Repeat only the stretch of lines below that runs from the line with "slot in cycles." through the line with "let latencies: BTreeMap<u32, u64>", unaltered.

Available data: Begin

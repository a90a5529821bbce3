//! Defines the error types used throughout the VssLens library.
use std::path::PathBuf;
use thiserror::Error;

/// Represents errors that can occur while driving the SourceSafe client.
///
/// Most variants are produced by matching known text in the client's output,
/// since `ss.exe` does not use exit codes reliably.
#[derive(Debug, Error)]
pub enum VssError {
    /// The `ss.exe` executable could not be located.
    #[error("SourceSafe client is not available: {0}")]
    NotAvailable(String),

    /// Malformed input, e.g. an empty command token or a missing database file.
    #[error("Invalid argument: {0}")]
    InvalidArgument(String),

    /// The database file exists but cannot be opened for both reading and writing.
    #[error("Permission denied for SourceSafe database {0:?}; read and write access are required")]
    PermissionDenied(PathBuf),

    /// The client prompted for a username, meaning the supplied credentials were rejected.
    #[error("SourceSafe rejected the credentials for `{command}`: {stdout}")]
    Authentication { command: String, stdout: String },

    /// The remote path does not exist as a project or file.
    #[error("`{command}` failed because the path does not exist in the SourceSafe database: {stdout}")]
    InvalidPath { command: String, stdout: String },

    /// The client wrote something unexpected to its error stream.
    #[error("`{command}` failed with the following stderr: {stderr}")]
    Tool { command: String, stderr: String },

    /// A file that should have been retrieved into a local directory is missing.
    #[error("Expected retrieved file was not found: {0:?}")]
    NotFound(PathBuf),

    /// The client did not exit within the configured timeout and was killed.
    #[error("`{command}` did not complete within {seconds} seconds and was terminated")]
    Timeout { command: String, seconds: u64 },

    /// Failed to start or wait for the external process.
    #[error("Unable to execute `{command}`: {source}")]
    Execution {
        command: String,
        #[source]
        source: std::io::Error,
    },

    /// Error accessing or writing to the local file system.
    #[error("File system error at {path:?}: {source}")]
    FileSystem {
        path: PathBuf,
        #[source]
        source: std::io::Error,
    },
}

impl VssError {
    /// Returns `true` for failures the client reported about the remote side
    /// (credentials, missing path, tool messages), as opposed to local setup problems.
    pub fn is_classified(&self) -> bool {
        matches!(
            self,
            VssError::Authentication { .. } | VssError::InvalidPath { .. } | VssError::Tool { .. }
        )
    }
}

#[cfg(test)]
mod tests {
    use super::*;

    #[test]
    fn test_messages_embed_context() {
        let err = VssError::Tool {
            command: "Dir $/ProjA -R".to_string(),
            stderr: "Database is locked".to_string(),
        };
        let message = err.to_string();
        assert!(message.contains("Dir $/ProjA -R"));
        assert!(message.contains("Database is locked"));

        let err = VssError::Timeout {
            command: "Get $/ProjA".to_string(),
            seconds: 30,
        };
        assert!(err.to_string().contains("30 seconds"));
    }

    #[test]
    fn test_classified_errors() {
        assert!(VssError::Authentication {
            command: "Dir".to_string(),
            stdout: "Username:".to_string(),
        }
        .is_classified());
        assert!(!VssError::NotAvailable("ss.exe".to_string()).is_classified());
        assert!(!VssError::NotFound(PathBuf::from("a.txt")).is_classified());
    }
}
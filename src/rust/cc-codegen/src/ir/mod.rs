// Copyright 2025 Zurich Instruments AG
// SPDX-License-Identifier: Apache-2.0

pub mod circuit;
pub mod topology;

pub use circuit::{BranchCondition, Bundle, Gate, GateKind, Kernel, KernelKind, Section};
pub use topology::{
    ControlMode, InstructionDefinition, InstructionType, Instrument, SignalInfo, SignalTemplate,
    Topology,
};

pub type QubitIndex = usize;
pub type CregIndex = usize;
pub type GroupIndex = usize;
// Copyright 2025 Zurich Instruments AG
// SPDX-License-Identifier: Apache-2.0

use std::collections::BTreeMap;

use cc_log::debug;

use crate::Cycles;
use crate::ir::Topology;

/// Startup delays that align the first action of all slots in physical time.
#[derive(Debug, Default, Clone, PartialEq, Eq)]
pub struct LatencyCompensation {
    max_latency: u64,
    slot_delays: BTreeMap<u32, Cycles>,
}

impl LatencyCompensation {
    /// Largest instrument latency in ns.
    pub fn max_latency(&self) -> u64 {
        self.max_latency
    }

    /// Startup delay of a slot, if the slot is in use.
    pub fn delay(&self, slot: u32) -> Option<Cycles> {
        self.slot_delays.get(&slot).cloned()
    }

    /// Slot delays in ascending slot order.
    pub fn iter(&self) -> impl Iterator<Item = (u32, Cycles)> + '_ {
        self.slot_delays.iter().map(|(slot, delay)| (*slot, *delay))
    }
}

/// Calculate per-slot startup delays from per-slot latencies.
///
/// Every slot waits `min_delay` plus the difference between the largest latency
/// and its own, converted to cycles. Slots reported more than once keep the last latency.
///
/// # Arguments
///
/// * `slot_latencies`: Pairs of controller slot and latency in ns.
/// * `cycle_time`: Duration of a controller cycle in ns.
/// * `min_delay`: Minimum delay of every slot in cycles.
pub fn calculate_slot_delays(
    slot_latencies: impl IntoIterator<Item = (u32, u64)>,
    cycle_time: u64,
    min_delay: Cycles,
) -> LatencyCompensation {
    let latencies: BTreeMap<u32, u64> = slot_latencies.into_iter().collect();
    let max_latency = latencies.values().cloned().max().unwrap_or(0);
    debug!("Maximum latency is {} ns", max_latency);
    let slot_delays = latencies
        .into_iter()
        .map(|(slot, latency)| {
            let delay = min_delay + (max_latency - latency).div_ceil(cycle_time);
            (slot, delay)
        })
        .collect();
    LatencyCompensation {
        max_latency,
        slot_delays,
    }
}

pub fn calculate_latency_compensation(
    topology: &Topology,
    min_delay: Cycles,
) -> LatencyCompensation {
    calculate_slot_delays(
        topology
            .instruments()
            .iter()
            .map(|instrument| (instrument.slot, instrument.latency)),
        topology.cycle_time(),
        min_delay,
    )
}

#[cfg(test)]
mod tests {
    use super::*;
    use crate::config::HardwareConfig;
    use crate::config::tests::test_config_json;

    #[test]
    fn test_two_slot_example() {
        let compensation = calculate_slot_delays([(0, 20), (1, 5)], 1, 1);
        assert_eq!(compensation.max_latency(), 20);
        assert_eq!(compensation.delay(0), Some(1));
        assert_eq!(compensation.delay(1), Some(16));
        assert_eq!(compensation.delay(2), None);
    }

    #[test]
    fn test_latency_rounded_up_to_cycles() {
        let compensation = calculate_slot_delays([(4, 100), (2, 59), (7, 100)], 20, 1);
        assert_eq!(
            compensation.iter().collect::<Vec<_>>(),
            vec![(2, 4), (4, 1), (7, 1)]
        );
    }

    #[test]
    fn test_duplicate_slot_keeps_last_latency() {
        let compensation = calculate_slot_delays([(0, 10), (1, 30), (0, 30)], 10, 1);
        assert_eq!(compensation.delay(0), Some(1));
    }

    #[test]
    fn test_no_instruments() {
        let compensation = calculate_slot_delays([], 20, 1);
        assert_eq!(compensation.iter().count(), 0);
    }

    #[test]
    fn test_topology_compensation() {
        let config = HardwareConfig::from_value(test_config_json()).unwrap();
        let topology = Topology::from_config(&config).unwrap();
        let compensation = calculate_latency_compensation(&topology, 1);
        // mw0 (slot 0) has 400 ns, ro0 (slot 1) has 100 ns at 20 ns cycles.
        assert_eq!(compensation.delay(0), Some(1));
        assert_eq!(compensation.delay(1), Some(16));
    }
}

Available data: End

## Response to the task:
/// * `min_delay`: Minimum delay of every slot in cycles.
pub fn calculate_slot_delays(
    slot_latencies: impl IntoIterator<Item = (u32, u64)>,
    cycle_time: u64,
    min_delay: Cycles,
) -> LatencyCompensation {
    let latencies: BTreeMap<u32, u64> = slot_latencies.into_iter().collect();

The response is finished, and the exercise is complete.